Jorge Álvarez informó que, desde hace dos años, el municipio viene trabajando con la empresa de la línea 707 para evitar el colapso del servicio, que se vio afectado por la crisis de Micro Ómnibus General San Martín.
“El reemplazo y la solución está encaminado”, afirmó Álvarez, y agregó que no confirmará qué empresas cubrirán los recorridos hasta la firma de los acuerdos definitivos.
Explicó que uno de los objetivos principales fue preservar los puestos de trabajo de choferes y personal administrativo. Señaló que procurar evitar la caducidad del servicio buscó impedir una quiebra acelerada que dificultara cualquier solución.
Detalló que se trabajó con empresas provinciales que ya operan en el distrito para ampliar recorridos y cubrir gran parte de los ramales históricos de la 707. Anticipó además que la próxima semana los nuevos recorridos comenzarán a funcionar.
Álvarez reconoció las críticas vecinales históricas sobre la 707, como problemas de frecuencia, limpieza y el estado de las unidades, pero remarcó también el valor simbólico y cultural que la empresa adquirió en San Isidro en las últimas décadas.
Afirmó que, aunque muchas personas mantenían una relación conflictiva con la 707, la empresa forma parte de la historia y la idiosincrasia del distrito.
Otro eje de la nota fue la reciente modificación del Código de Ordenamiento Urbano aprobada por el Concejo Deliberante, que generó cuestionamientos de sectores opositores y grupos vecinales.
Desde el peronismo y otros espacios críticos se denunció que la reforma podría habilitar negocios inmobiliarios, la construcción de torres y una transformación de la identidad urbana de San Isidro.
Álvarez rechazó esas denuncias y defendió las modificaciones promovidas por el oficialismo.
Según dijo, lo único aprobado para la costa fue la prohibición de construir viviendas unifamiliares sobre el río; afirmó que el resto de las normas ya formaban parte del código anterior.
Añadió que la reforma impide la construcción de viviendas sobre las barrancas y refuerza la protección patrimonial de inmuebles anteriores a 1946.

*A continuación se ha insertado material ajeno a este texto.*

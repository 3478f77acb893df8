use std::{
    collections::HashSet,
    env, fs,
    io::Write,
    path::{Path, PathBuf},
};

use termcolor::{Color, ColorChoice, ColorSpec, StandardStream, WriteColor};

use yamlet::ast::Expression;
use yamlet::document::Document;
use yamlet::lexer::is_identifier;
use yamlet::parser::{expression_body, parse};
use yamlet::reader::{parse_yaml, DocumentReader, FsReader};
use yamlet::tree::{Node, EXPR_TAG, FUNC_TAG};

#[derive(Debug, Clone)]
pub struct LintError {
    /// Dotted key path of the offending node, e.g. `exports.add.result`.
    pub key: String,
    pub message: String,
    pub severity: Severity,
}

#[derive(Debug, Clone, Copy, PartialEq, Eq)]
pub enum Severity {
    Error,
    Warning,
}

/// Static checks over one parsed document. Nothing is evaluated; imports
/// are only checked for existence.
pub struct Linter {
    errors: Vec<LintError>,
    declared_names: HashSet<String>,
    aliases: HashSet<String>,
    used_names: HashSet<String>,
}

impl Linter {
    pub fn new() -> Self {
        Self {
            errors: Vec::new(),
            declared_names: HashSet::new(),
            aliases: HashSet::new(),
            used_names: HashSet::new(),
        }
    }

    fn report(&mut self, key: &str, message: String, severity: Severity) {
        self.errors.push(LintError {
            key: key.to_string(),
            message,
            severity,
        });
    }

    pub fn lint(&mut self, document: &Document, reader: &dyn DocumentReader) -> Vec<LintError> {
        self.errors.clear();
        self.used_names.clear();
        self.declared_names = document.binding_names().map(str::to_string).collect();
        self.aliases = document.imports.keys().cloned().collect();

        for (alias, target) in &document.imports {
            if let Err(err) = reader.resolve(&document.path, target) {
                self.report(
                    &format!("imports.{}", alias),
                    format!("cannot resolve `{}`: {}", target, err),
                    Severity::Error,
                );
            }
        }

        for (name, node) in &document.locals {
            self.check_node(node, &format!("locals.{}", name), &[]);
        }
        for (name, node) in &document.exports {
            self.check_node(node, &format!("exports.{}", name), &[]);
        }
        if let Some(result) = &document.result {
            self.check_node(result, "result", &[]);
        }

        for alias in document.imports.keys() {
            if !self.used_names.contains(alias) {
                self.report(
                    &format!("imports.{}", alias),
                    format!("alias `{}` is never used", alias),
                    Severity::Warning,
                );
            }
        }

        self.errors.clone()
    }

    fn check_node(&mut self, node: &Node, key: &str, params: &[String]) {
        match node {
            Node::Text(text) => {
                if let Some(body) = expression_body(text) {
                    self.check_expression(body, key, params);
                }
            }
            Node::Sequence(items) => {
                for (index, item) in items.iter().enumerate() {
                    self.check_node(item, &format!("{}[{}]", key, index), params);
                }
            }
            Node::Mapping(entries) => {
                for (field, child) in entries {
                    self.check_node(child, &format!("{}.{}", key, field), params);
                }
            }
            Node::Tagged { tag, value } if tag == FUNC_TAG => self.check_function(value, key),
            Node::Tagged { tag, value } if tag == EXPR_TAG => match value.as_text() {
                Some(text) => self.check_expression(text, key, params),
                None => self.report(
                    key,
                    format!("`{}` must tag a text scalar, found {}", EXPR_TAG, value.kind_name()),
                    Severity::Error,
                ),
            },
            Node::Tagged { tag, value } => {
                self.report(
                    key,
                    format!("tag `{}` is ignored", tag),
                    Severity::Warning,
                );
                self.check_node(value, key, params);
            }
            Node::Null | Node::Bool(_) | Node::Int(_) | Node::Float(_) | Node::Quoted(_) => {}
        }
    }

    fn check_function(&mut self, node: &Node, key: &str) {
        let Some(entries) = node.as_mapping() else {
            self.report(
                key,
                format!("`{}` must tag a mapping with `params` and `result`", FUNC_TAG),
                Severity::Error,
            );
            return;
        };
        for extra in entries
            .keys()
            .filter(|field| field.as_str() != "params" && field.as_str() != "result")
        {
            self.report(key, format!("unexpected key `{}`", extra), Severity::Error);
        }

        let mut params: Vec<String> = Vec::new();
        match entries.get("params") {
            Some(Node::Sequence(items)) => {
                for item in items {
                    match item.as_text() {
                        Some(param) if is_identifier(param) => {
                            if params.iter().any(|seen| seen == param) {
                                self.report(
                                    &format!("{}.params", key),
                                    format!("parameter `{}` is declared twice", param),
                                    Severity::Error,
                                );
                            } else {
                                params.push(param.to_string());
                            }
                        }
                        _ => self.report(
                            &format!("{}.params", key),
                            format!("parameter {:?} is not a valid identifier", item),
                            Severity::Error,
                        ),
                    }
                }
            }
            Some(other) => self.report(
                &format!("{}.params", key),
                format!("`params` must be a sequence, found {}", other.kind_name()),
                Severity::Error,
            ),
            None => self.report(key, "missing `params`".to_string(), Severity::Error),
        }

        match entries.get("result") {
            Some(Node::Text(body) | Node::Quoted(body)) => {
                self.check_expression(body, &format!("{}.result", key), &params)
            }
            Some(Node::Int(_) | Node::Float(_) | Node::Bool(_)) => {}
            Some(other) => self.report(
                &format!("{}.result", key),
                format!("`result` must be an expression or a scalar, found {}", other.kind_name()),
                Severity::Error,
            ),
            None => self.report(key, "missing `result`".to_string(), Severity::Error),
        }
    }

    fn check_expression(&mut self, source: &str, key: &str, params: &[String]) {
        let expr = match parse(source) {
            Ok(expr) => expr,
            Err(err) => {
                self.report(key, err.to_string(), Severity::Error);
                return;
            }
        };

        let mut names = Vec::new();
        expr.walk(&mut |node| {
            if let Expression::Identifier(name) = node {
                names.push(name.clone());
            }
        });
        for name in names {
            self.used_names.insert(name.clone());
            let known = params.contains(&name)
                || self.declared_names.contains(&name)
                || self.aliases.contains(&name);
            if !known {
                self.report(
                    key,
                    format!("name `{}` is not defined", name),
                    Severity::Error,
                );
            }
        }
    }
}

impl Default for Linter {
    fn default() -> Self {
        Self::new()
    }
}

fn main() {
    let args: Vec<String> = env::args().collect();

    if args.len() < 2 {
        eprintln!("Usage: yamlet-lint <file.yaml|directory>");
        eprintln!("       yamlet-lint <file.yaml>      Lint a single document");
        eprintln!("       yamlet-lint <directory>      Lint all .yaml/.yml files recursively");
        std::process::exit(1);
    }

    let path = PathBuf::from(&args[1]);

    if !path.exists() {
        eprintln!("Error: Path '{}' does not exist", path.display());
        std::process::exit(1);
    }

    let has_errors = if path.is_dir() {
        lint_directory(&path)
    } else if path.is_file() {
        lint_file(&path) > 0
    } else {
        eprintln!(
            "Error: Path '{}' is neither a file nor a directory",
            path.display()
        );
        std::process::exit(1);
    };

    if has_errors {
        std::process::exit(1);
    }
}

fn lint_file(file_path: &Path) -> usize {
    let file_path_str = file_path.to_string_lossy();
    let errors = lint_source(file_path);

    let error_count = errors
        .iter()
        .filter(|e| e.severity == Severity::Error)
        .count();

    print_file_status(&file_path_str, error_count, &errors);
    error_count
}

fn lint_source(file_path: &Path) -> Vec<LintError> {
    let fail = |message: String| {
        vec![LintError {
            key: "<document>".to_string(),
            message,
            severity: Severity::Error,
        }]
    };

    let source = match fs::read_to_string(file_path) {
        Ok(s) => s,
        Err(e) => return fail(format!("Error reading file: {}", e)),
    };
    let tree = match parse_yaml(file_path, &source) {
        Ok(tree) => tree,
        Err(e) => return fail(e.to_string()),
    };
    let document = match Document::from_node(file_path, tree) {
        Ok(document) => document,
        Err(e) => return fail(e.to_string()),
    };

    Linter::new().lint(&document, &FsReader::new())
}

fn print_file_status(file_path: &str, error_count: usize, errors: &[LintError]) {
    let mut stdout = StandardStream::stdout(ColorChoice::Auto);

    if error_count == 0 {
        let _ = stdout.set_color(ColorSpec::new().set_fg(Some(Color::Green)));
        let _ = write!(stdout, "✓ ok ");
        let _ = stdout.reset();
        let _ = writeln!(stdout, "{}", file_path);
    } else {
        let _ = stdout.set_color(ColorSpec::new().set_fg(Some(Color::Red)));
        let _ = write!(stdout, "! ");
        let _ = stdout.reset();
        let _ = writeln!(stdout, "{}", file_path);

        for error in errors.iter().filter(|e| e.severity == Severity::Error) {
            let _ = writeln!(stdout, "  {}: {}", error.key, error.message);
        }
    }

    for warning in errors.iter().filter(|e| e.severity == Severity::Warning) {
        let _ = stdout.set_color(ColorSpec::new().set_fg(Some(Color::Yellow)));
        let _ = write!(stdout, "  warning ");
        let _ = stdout.reset();
        let _ = writeln!(stdout, "{}: {}", warning.key, warning.message);
    }

    let _ = stdout.reset();
}

fn is_yaml(path: &Path) -> bool {
    matches!(
        path.extension().and_then(|s| s.to_str()),
        Some("yaml") | Some("yml")
    )
}

fn lint_directory(dir_path: &Path) -> bool {
    let mut has_errors = false;
    let mut files_linted = 0;

    for entry in walkdir::WalkDir::new(dir_path)
        .into_iter()
        .filter_map(|e| e.ok())
    {
        let path = entry.path();
        if path.is_file() && is_yaml(path) {
            files_linted += 1;
            if lint_file(path) > 0 {
                has_errors = true;
            }
        }
    }

    if files_linted == 0 {
        eprintln!("No .yaml files found in {}", dir_path.display());
        return false;
    }

    has_errors
}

En cuanto a Villa Adelina y Boulogne, aclaró que no se modificaron las alturas permitidas —manteniéndose planta baja más tres pisos—, sino que se flexibilizaron condiciones para facilitar desarrollos en lotes más pequeños y la construcción de departamentos de menor superficie.
“Estamos democratizando el acceso a la vivienda”, expresó Álvarez, y explicó que la iniciativa busca densificar zonas cercanas al Belgrano Norte que hoy presentan baja densidad poblacional y un proceso de vaciamiento industrial.

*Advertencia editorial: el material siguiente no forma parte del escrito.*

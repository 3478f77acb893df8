use std::{collections::HashMap, path::Path, rc::Rc};

use crate::{
    ast::{BinaryOperator, Expression},
    error::{Location, YamletError, YamletResult},
    module::{ModuleId, ModuleTable},
    reader::DocumentReader,
    tree::Node,
    value::{FunctionValue, Value},
    Options,
};

/// Name bindings visible to an expression: the current call's parameters,
/// then the namespace of the document `module`.
#[derive(Debug, Clone)]
pub struct Environment {
    module: ModuleId,
    values: HashMap<String, Value>,
}

impl Environment {
    /// Top-level scope of a document: no parameters.
    pub fn new(module: ModuleId) -> Self {
        Self {
            module,
            values: HashMap::new(),
        }
    }

    pub fn with_bindings(module: ModuleId, values: HashMap<String, Value>) -> Self {
        Self { module, values }
    }

    pub fn module(&self) -> ModuleId {
        self.module
    }

    pub fn get(&self, name: &str) -> Option<&Value> {
        self.values.get(name)
    }
}

/// Evaluates documents and expressions for one top-level run. Owns the
/// module table, so every document reached from the root is loaded and
/// evaluated at most once.
pub struct Interpreter<'r> {
    pub(crate) reader: &'r dyn DocumentReader,
    pub(crate) modules: ModuleTable,
    options: Options,
    call_depth: usize,
}

impl<'r> Interpreter<'r> {
    pub fn new(reader: &'r dyn DocumentReader, options: Options) -> Self {
        Self {
            reader,
            modules: ModuleTable::new(),
            options,
            call_depth: 0,
        }
    }

    pub fn modules(&self) -> &ModuleTable {
        &self.modules
    }

    /// Loads the document at `path`, and transitively its imports.
    pub fn load_file(&mut self, path: &Path) -> YamletResult<ModuleId> {
        let canonical = self.reader.canonicalize(path)?;
        self.modules.load(self.reader, &canonical)
    }

    /// Registers an already-parsed tree as the document at `path`. Imports
    /// are resolved relative to `path`.
    pub fn load_tree(&mut self, path: &Path, tree: Node) -> YamletResult<ModuleId> {
        let identity = self
            .reader
            .canonicalize(path)
            .unwrap_or_else(|_| path.to_path_buf());
        self.modules.register(self.reader, identity, tree)
    }

    pub fn eval_expression(&mut self, expr: &Expression, env: &Environment) -> YamletResult<Value> {
        match expr {
            Expression::Literal(value) => Ok(value.clone()),
            Expression::Identifier(name) => self.lookup(name, env),
            Expression::Grouping(inner) => self.eval_expression(inner, env),
            Expression::Attribute { base, field } => {
                if let Expression::Identifier(alias) = base.as_ref() {
                    if self.is_module_alias(alias, env) {
                        return self.module_export(env.module(), alias, field);
                    }
                }
                let target = self.eval_expression(base, env)?;
                self.eval_attribute(target, field)
            }
            Expression::Call { callee, args } => {
                let callee_value = self.eval_expression(callee, env)?;
                let evaluated_args = args
                    .iter()
                    .map(|arg| self.eval_expression(arg, env))
                    .collect::<YamletResult<Vec<_>>>()?;
                match callee_value {
                    Value::Function(func) => self.call_function(func, evaluated_args),
                    other => Err(YamletError::Type(format!(
                        "{} is not callable (found {})",
                        describe_callee(callee),
                        other.type_name()
                    ))),
                }
            }
            Expression::Binary { left, op, right } => {
                let left_value = self.eval_expression(left, env)?;
                let right_value = self.eval_expression(right, env)?;
                eval_binary(*op, left_value, right_value)
            }
        }
    }

    fn lookup(&mut self, name: &str, env: &Environment) -> YamletResult<Value> {
        if let Some(value) = env.get(name) {
            return Ok(value.clone());
        }
        if let Some(value) = self.binding_value(env.module(), name)? {
            return Ok(value);
        }
        if self.modules.alias(env.module(), name).is_some() {
            let namespace = self.resolve(env.module(), name)?;
            return Ok(Value::Mapping(namespace));
        }
        Err(YamletError::Name(format!(
            "name `{}` is not defined in {}",
            name,
            self.modules.path(env.module()).display()
        )))
    }

    /// A parameter or document binding of the same name hides an alias.
    fn is_module_alias(&self, name: &str, env: &Environment) -> bool {
        env.get(name).is_none()
            && !self.modules.has_binding(env.module(), name)
            && self.modules.alias(env.module(), name).is_some()
    }

    fn module_export(&mut self, module: ModuleId, alias: &str, field: &str) -> YamletResult<Value> {
        let namespace = self.resolve(module, alias)?;
        namespace.get(field).cloned().ok_or_else(|| {
            YamletError::Name(format!("module `{}` has no export `{}`", alias, field))
        })
    }

    fn eval_attribute(&self, target: Value, field: &str) -> YamletResult<Value> {
        match target {
            Value::Mapping(fields) => fields.get(field).cloned().ok_or_else(|| {
                YamletError::Name(format!("mapping has no field `{}`", field))
            }),
            other => Err(YamletError::Type(format!(
                "cannot read attribute `{}` of {}",
                field,
                other.type_name()
            ))),
        }
    }

    pub fn call_function(
        &mut self,
        func: Rc<FunctionValue>,
        args: Vec<Value>,
    ) -> YamletResult<Value> {
        if args.len() != func.params.len() {
            return Err(YamletError::Type(format!(
                "function `{}` expects {} argument{}, got {}",
                func.name,
                func.params.len(),
                if func.params.len() == 1 { "" } else { "s" },
                args.len()
            )));
        }
        self.enter_frame()?;
        tracing::trace!(function = %func.name, depth = self.call_depth, "calling function");
        let bindings = func.params.iter().cloned().zip(args).collect();
        let env = Environment::with_bindings(func.module, bindings);

        let result = self.eval_expression(&func.body, &env);
        self.exit_frame();

        result.map_err(|err| {
            err.located(Location::with_expression(
                self.modules.path(func.module),
                func.source.clone(),
            ))
        })
    }
}

impl Interpreter<'_> {
    /// Counts one nested evaluation (a function call or a binding forced
    /// on demand) against `max_call_depth`.
    pub(crate) fn enter_frame(&mut self) -> YamletResult<()> {
        if self.call_depth >= self.options.max_call_depth {
            return Err(YamletError::RecursionLimit {
                limit: self.options.max_call_depth,
            });
        }
        self.call_depth += 1;
        Ok(())
    }

    pub(crate) fn exit_frame(&mut self) {
        self.call_depth = self.call_depth.saturating_sub(1);
    }
}

fn describe_callee(callee: &Expression) -> String {
    match callee {
        Expression::Identifier(name) => format!("`{}`", name),
        Expression::Attribute { base, field } => match base.as_ref() {
            Expression::Identifier(base) => format!("`{}.{}`", base, field),
            _ => format!("`{}`", field),
        },
        _ => "expression".to_string(),
    }
}

pub fn eval_binary(op: BinaryOperator, left: Value, right: Value) -> YamletResult<Value> {
    match (op, left, right) {
        (BinaryOperator::Add, Value::Text(l), Value::Text(r)) => Ok(Value::Text(l + &r)),
        (BinaryOperator::Div, left, right) => {
            let (l, r) = expect_numbers(op, &left, &right)?;
            if r == 0.0 {
                Err(YamletError::Arithmetic("division by zero".to_string()))
            } else {
                Ok(Value::Float(l / r))
            }
        }
        (BinaryOperator::Add, Value::Int(l), Value::Int(r)) => checked_int(op, l, r, l.checked_add(r)),
        (BinaryOperator::Sub, Value::Int(l), Value::Int(r)) => checked_int(op, l, r, l.checked_sub(r)),
        (BinaryOperator::Mul, Value::Int(l), Value::Int(r)) => checked_int(op, l, r, l.checked_mul(r)),
        (op, left, right) => {
            let (l, r) = expect_numbers(op, &left, &right)?;
            Ok(Value::Float(match op {
                BinaryOperator::Add => l + r,
                BinaryOperator::Sub => l - r,
                BinaryOperator::Mul => l * r,
                BinaryOperator::Div => l / r,
            }))
        }
    }
}

fn checked_int(op: BinaryOperator, l: i64, r: i64, result: Option<i64>) -> YamletResult<Value> {
    result.map(Value::Int).ok_or_else(|| {
        YamletError::Arithmetic(format!(
            "integer overflow in {} {} {}",
            l,
            op.symbol(),
            r
        ))
    })
}

fn expect_numbers(op: BinaryOperator, left: &Value, right: &Value) -> YamletResult<(f64, f64)> {
    match (left.as_number(), right.as_number()) {
        (Some(l), Some(r)) => Ok((l, r)),
        _ => Err(YamletError::Type(format!(
            "unsupported operand types for {}: {} and {}",
            op.symbol(),
            left.type_name(),
            right.type_name()
        ))),
    }
}
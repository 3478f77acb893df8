//! Yamlet: expressions and cross-document functions embedded in YAML.
//!
//! A scalar wrapped in one pair of parentheses, like `(base + 2)`, is an
//! expression. Everything else in a document is plain data. Documents
//! import each other by path and share what they list under `exports`.

pub mod ast;
pub mod document;
pub mod error;
pub mod interpreter;
pub mod lexer;
pub mod module;
pub mod parser;
pub mod reader;
pub mod tree;
pub mod value;

use std::path::Path;

pub use document::Document;
pub use error::{ErrorKind, Location, YamletError, YamletResult};
pub use interpreter::{Environment, Interpreter};
pub use module::{ModuleId, ModuleTable};
pub use reader::{parse_yaml, to_yaml_string, DocumentReader, FsReader, MemoryReader};
pub use tree::Node;
pub use value::{FunctionValue, Namespace, Value};

pub const DEFAULT_MAX_CALL_DEPTH: usize = 256;

#[derive(Debug, Clone)]
pub struct Options {
    /// Nested function calls allowed before evaluation gives up.
    pub max_call_depth: usize,
}

impl Default for Options {
    fn default() -> Self {
        Self {
            max_call_depth: DEFAULT_MAX_CALL_DEPTH,
        }
    }
}

/// Evaluates the document at `path` on the local filesystem and returns its
/// `result` tree.
pub fn execute(path: impl AsRef<Path>, options: &Options) -> YamletResult<Node> {
    execute_with(&FsReader::new(), path.as_ref(), options)
}

pub fn execute_with(
    reader: &dyn DocumentReader,
    path: &Path,
    options: &Options,
) -> YamletResult<Node> {
    let mut interpreter = Interpreter::new(reader, options.clone());
    let root = interpreter.load_file(path)?;
    interpreter.evaluate_document(root)
}

/// Evaluates YAML `source` as if it were the document at `path`. Imports
/// resolve against the directory of `path` on the local filesystem.
pub fn execute_source(path: impl AsRef<Path>, source: &str, options: &Options) -> YamletResult<Node> {
    let path = path.as_ref();
    let tree = parse_yaml(path, source)?;
    evaluate_tree(&FsReader::new(), path, tree, options)
}

/// Evaluates an already parsed tree standing in for the document at `path`.
pub fn evaluate_tree(
    reader: &dyn DocumentReader,
    path: &Path,
    tree: Node,
    options: &Options,
) -> YamletResult<Node> {
    let mut interpreter = Interpreter::new(reader, options.clone());
    let root = interpreter.load_tree(path, tree)?;
    interpreter.evaluate_document(root)
}

/// [`execute`], rendered back to YAML text.
pub fn execute_to_string(path: impl AsRef<Path>, options: &Options) -> YamletResult<String> {
    to_yaml_string(&execute(path, options)?)
}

Críticas y polémica por los discursos opositores
El presidente del Concejo cuestionó con dureza a sectores opositores y a asambleístas que se oponen a la reforma urbana.
Comentó además que durante el debate surgieron afirmaciones que, a su juicio, no se correspondían con la realidad.

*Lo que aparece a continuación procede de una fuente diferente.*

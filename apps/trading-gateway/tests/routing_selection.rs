//! Router Selection Integration Tests
//!
//! Exercises the selector against scenario-specific router doubles and
//! against the full configured router set.

#![allow(clippy::unwrap_used, clippy::expect_used)]

use std::sync::{Arc, Mutex};

use async_trait::async_trait;
use rust_decimal_macros::dec;

use trading_gateway::{
    ExecutionStrategy, GatewayConfig, Order, OrderSide, Router, RouterSelector, RoutingDecision,
    RoutingError, StaticBrokerDirectory, router_set,
};

// =============================================================================
// Scenario Router Double
// =============================================================================

struct ScenarioRouter {
    name: &'static str,
    priority: u32,
    accepts: fn(&Order) -> bool,
    invocations: Arc<Mutex<Vec<String>>>,
}

impl ScenarioRouter {
    fn new(
        name: &'static str,
        priority: u32,
        accepts: fn(&Order) -> bool,
        invocations: &Arc<Mutex<Vec<String>>>,
    ) -> Arc<dyn Router> {
        Arc::new(Self {
            name,
            priority,
            accepts,
            invocations: Arc::clone(invocations),
        })
    }
}

#[async_trait]
impl Router for ScenarioRouter {
    fn name(&self) -> &str {
        self.name
    }

    fn priority(&self) -> u32 {
        self.priority
    }

    fn can_handle(&self, order: &Order) -> bool {
        (self.accepts)(order)
    }

    async fn route(&self, _order: &Order) -> Result<RoutingDecision, RoutingError> {
        self.invocations.lock().unwrap().push(self.name.to_string());
        Ok(RoutingDecision::immediate(
            "SCENARIO-BROKER",
            "SCENARIO-VENUE",
            ExecutionStrategy::Immediate,
            "scenario decision",
            self.name,
        ))
    }
}

// =============================================================================
// Scenario: NSE-R / Default-R
// =============================================================================

#[tokio::test]
async fn nse_order_goes_to_nse_router() {
    let invocations = Arc::new(Mutex::new(Vec::new()));
    let selector = RouterSelector::new(vec![
        ScenarioRouter::new("NSE-R", 10, |o| o.exchange == "NSE", &invocations),
        ScenarioRouter::new("Default-R", 20, |_| true, &invocations),
    ]);

    let order = Order::market("ord-1", "RELIANCE", "NSE", OrderSide::Buy, 100);
    let decision = selector.route(&order).await.unwrap();

    assert_eq!(decision.router_name, "NSE-R");
    assert_eq!(*invocations.lock().unwrap(), vec!["NSE-R".to_string()]);
}

#[tokio::test]
async fn bse_order_falls_through_to_default_router() {
    let invocations = Arc::new(Mutex::new(Vec::new()));
    let selector = RouterSelector::new(vec![
        ScenarioRouter::new("NSE-R", 10, |o| o.exchange == "NSE", &invocations),
        ScenarioRouter::new("Default-R", 20, |_| true, &invocations),
    ]);

    let order = Order::market("ord-2", "TCS", "BSE", OrderSide::Buy, 100);
    let decision = selector.route(&order).await.unwrap();

    assert_eq!(decision.router_name, "Default-R");
}

#[tokio::test]
async fn both_declining_is_unsupported_exchange() {
    let invocations = Arc::new(Mutex::new(Vec::new()));
    let selector = RouterSelector::new(vec![
        ScenarioRouter::new("NSE-R", 10, |o| o.exchange == "NSE", &invocations),
        ScenarioRouter::new("Default-R", 20, |o| !o.exchange.is_empty(), &invocations),
    ]);

    let order = Order::market("ord-3", "INFY", "", OrderSide::Buy, 100);
    let error = selector.route(&order).await.unwrap_err();

    assert_eq!(
        error,
        RoutingError::UnsupportedExchange {
            exchange: String::new()
        }
    );
    assert_eq!(error.code(), "UNSUPPORTED_EXCHANGE");
    // Neither router was invoked.
    assert!(invocations.lock().unwrap().is_empty());
}

#[tokio::test]
async fn selection_order_follows_priority_not_registration() {
    let invocations = Arc::new(Mutex::new(Vec::new()));
    let selector = RouterSelector::new(vec![
        ScenarioRouter::new("registered-first", 90, |_| true, &invocations),
        ScenarioRouter::new("registered-second", 5, |_| true, &invocations),
    ]);

    assert_eq!(
        selector.router_names(),
        vec!["registered-second", "registered-first"]
    );

    let order = Order::market("ord-4", "AAPL", "NYSE", OrderSide::Buy, 100);
    let decision = selector.route(&order).await.unwrap();
    assert_eq!(decision.router_name, "registered-second");
}

// =============================================================================
// Full Configured Router Set
// =============================================================================

fn configured_selector() -> (RouterSelector, Arc<StaticBrokerDirectory>) {
    let config = GatewayConfig::default();
    let directory = Arc::new(
        StaticBrokerDirectory::new()
            .with_binding("NYSE", "ALPACA", "XNYS")
            .with_binding("NASDAQ", "ALPACA", "XNAS"),
    );
    let selector = RouterSelector::new(router_set(&config.routing, directory.clone()));
    (selector, directory)
}

#[tokio::test]
async fn small_market_order_routes_direct_and_immediate() {
    let (selector, _) = configured_selector();
    let order = Order::market("ord-10", "AAPL", "NYSE", OrderSide::Buy, 500);

    let decision = selector.route(&order).await.unwrap();
    assert_eq!(decision.router_name, "nyse-direct");
    assert_eq!(decision.strategy, ExecutionStrategy::Immediate);
    assert!(decision.immediate_execution);
    assert!((decision.confidence - 1.0).abs() < f64::EPSILON);
    assert_eq!(decision.venue, "XNYS");
}

#[tokio::test]
async fn mid_size_order_is_worked_algorithmically() {
    let (selector, _) = configured_selector();
    let order = Order::market("ord-11", "MSFT", "NASDAQ", OrderSide::Sell, 50_000);

    let decision = selector.route(&order).await.unwrap();
    assert_eq!(decision.router_name, "algo-slicer");
    assert_eq!(decision.strategy, ExecutionStrategy::Vwap);
    assert!(decision.strategy.is_algorithmic());
}

#[tokio::test]
async fn block_limit_order_crosses_in_the_dark_pool() {
    let (selector, _) = configured_selector();
    let order = Order::limit("ord-12", "AAPL", "NYSE", OrderSide::Sell, 400_000, dec!(189.50));

    let decision = selector.route(&order).await.unwrap();
    assert_eq!(decision.router_name, "dark-pool");
    assert_eq!(decision.strategy, ExecutionStrategy::DarkPool);
    assert!(decision.strategy.is_suitable_for_large_orders());
}

#[tokio::test]
async fn oversized_market_order_is_too_large() {
    let (selector, _) = configured_selector();
    let order = Order::market("ord-13", "AAPL", "NYSE", OrderSide::Buy, 2_000_000);

    let error = selector.route(&order).await.unwrap_err();
    assert_eq!(
        error,
        RoutingError::OrderTooLarge {
            quantity: 2_000_000,
            max_quantity: 1_000_000
        }
    );
}

#[tokio::test]
async fn unmapped_exchange_gets_smart_rejection_not_escalation() {
    let (selector, _) = configured_selector();
    let order = Order::market("ord-14", "VOD", "LSE", OrderSide::Buy, 100);

    // The smart router is capable (non-blank exchange) and rejects; the
    // rejection is the terminal outcome, not an error.
    let decision = selector.route(&order).await.unwrap();
    assert!(decision.is_rejection());
    assert_eq!(decision.router_name, "smart-router");
    assert!(decision.confidence.abs() < f64::EPSILON);
    assert!(!decision.immediate_execution);
}

#[tokio::test]
async fn offline_broker_fails_with_connectivity_error() {
    let (selector, directory) = configured_selector();
    directory.mark_offline("ALPACA");

    let order = Order::market("ord-15", "AAPL", "NYSE", OrderSide::Buy, 500);
    let error = selector.route(&order).await.unwrap_err();
    assert_eq!(
        error,
        RoutingError::BrokerConnectivity {
            broker_name: "ALPACA".to_string()
        }
    );

    directory.mark_online("ALPACA");
    let decision = selector.route(&order).await.unwrap();
    assert_eq!(decision.router_name, "nyse-direct");
}

#[tokio::test]
async fn blank_exchange_is_unsupported_by_the_full_set() {
    let (selector, _) = configured_selector();
    let order = Order::market("ord-16", "AAPL", "", OrderSide::Buy, 500);

    let error = selector.route(&order).await.unwrap_err();
    assert_eq!(error.code(), "UNSUPPORTED_EXCHANGE");
}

Agregó que, detrás de algunas críticas, percibió un componente discriminatorio y citó expresiones privadas que aludían a cambios demográficos no deseados.
Para Álvarez, el debate estuvo atravesado por lo que definió como “mitología urbana” y por campañas negativas que, según sostuvo, ya fueron rechazadas por la ciudadanía en las urnas.
Concluyó que el espíritu de la reforma es ampliar el acceso a la vivienda y promover el desarrollo del oeste de San Isidro sin alterar la identidad del distrito.